>>
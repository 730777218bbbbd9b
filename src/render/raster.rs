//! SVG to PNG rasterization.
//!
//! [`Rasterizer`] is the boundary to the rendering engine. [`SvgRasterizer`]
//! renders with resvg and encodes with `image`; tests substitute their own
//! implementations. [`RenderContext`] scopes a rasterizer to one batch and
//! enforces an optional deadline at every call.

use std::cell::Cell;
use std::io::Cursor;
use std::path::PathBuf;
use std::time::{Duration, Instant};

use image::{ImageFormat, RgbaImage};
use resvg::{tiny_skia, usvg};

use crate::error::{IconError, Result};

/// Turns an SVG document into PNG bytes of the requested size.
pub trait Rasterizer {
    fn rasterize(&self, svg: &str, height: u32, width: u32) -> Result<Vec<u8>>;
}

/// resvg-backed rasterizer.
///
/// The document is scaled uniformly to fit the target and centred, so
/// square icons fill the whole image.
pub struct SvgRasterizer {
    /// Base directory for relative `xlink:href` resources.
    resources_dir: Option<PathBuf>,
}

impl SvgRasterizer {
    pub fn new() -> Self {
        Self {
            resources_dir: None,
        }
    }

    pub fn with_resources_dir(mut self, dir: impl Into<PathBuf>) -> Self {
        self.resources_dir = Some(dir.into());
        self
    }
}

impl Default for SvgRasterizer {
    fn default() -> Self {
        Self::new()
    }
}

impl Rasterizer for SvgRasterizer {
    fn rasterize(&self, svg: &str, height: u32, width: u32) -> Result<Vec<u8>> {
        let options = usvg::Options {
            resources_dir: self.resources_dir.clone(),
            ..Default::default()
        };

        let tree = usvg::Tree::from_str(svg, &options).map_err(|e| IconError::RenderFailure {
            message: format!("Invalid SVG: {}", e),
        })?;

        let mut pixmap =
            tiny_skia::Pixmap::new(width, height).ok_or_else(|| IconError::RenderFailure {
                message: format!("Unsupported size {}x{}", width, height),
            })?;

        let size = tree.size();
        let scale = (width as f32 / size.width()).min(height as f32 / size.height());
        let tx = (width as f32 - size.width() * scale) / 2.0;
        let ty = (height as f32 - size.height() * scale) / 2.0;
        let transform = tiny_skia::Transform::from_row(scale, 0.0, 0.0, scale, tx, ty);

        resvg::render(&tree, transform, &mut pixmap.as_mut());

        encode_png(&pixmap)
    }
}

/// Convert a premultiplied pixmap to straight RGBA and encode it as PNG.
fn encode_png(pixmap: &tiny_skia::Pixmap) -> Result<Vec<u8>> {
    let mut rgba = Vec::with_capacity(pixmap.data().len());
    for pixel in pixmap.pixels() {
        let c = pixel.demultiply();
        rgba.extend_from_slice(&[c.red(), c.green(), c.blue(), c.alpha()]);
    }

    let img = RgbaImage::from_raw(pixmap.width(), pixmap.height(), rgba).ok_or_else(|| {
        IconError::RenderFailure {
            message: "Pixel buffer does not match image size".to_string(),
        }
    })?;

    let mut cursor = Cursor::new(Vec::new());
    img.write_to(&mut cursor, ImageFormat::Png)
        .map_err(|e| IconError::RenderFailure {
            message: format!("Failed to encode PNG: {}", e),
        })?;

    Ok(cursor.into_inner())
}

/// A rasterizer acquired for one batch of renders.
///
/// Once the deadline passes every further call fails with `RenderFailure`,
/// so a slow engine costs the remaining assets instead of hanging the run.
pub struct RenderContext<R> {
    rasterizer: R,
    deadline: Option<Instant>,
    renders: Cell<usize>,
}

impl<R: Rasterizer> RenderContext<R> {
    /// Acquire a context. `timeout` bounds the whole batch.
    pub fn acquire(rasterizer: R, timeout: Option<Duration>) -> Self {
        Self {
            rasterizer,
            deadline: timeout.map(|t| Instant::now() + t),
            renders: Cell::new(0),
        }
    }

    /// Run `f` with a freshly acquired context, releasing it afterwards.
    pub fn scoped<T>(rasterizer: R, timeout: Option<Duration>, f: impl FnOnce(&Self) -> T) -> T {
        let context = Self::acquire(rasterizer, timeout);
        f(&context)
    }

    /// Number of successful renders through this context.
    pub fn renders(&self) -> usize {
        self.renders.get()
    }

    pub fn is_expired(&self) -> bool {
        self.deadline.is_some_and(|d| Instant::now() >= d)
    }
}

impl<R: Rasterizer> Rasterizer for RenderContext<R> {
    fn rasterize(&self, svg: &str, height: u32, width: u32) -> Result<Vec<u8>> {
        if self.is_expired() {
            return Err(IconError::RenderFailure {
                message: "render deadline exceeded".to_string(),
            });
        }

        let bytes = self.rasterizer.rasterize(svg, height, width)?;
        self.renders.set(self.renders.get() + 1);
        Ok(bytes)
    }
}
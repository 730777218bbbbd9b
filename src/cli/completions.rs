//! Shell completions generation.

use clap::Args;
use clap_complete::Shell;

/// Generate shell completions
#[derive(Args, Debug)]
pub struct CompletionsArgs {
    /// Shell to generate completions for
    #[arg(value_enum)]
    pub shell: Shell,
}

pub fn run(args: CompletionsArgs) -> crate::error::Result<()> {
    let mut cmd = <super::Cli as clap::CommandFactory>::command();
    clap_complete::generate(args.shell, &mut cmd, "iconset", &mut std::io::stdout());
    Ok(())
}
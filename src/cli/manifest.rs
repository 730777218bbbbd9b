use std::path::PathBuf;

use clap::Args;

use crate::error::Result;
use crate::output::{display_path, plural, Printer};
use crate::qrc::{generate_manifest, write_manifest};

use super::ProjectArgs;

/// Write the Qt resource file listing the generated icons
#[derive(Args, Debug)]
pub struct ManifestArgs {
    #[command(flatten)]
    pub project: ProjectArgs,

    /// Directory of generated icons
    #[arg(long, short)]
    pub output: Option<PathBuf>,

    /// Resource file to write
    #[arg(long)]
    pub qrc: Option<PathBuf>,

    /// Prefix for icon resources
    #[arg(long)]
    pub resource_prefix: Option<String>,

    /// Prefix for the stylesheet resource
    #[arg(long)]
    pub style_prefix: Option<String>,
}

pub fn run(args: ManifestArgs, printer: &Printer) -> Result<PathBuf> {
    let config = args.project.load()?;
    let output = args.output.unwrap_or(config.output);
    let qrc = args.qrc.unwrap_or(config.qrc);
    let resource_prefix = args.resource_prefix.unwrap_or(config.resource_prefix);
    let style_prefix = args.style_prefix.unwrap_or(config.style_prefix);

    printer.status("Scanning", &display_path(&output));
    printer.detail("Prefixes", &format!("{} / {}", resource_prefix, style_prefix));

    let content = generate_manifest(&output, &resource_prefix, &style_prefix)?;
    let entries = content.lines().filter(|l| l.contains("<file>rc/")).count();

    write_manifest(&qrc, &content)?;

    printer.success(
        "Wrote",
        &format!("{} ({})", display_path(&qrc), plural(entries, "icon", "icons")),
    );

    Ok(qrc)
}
<<
- What needs to be done:
Write down every line of the data above that includes the string "output".

- Exercise result:
use crate::output::{display_path, plural, Printer};
    pub output: Option<PathBuf>,
    let output = args.output.unwrap_or(config.output);
    printer.status("Scanning", &display_path(&output));
    let content = generate_manifest(&output, &resource_prefix, &style_prefix)?;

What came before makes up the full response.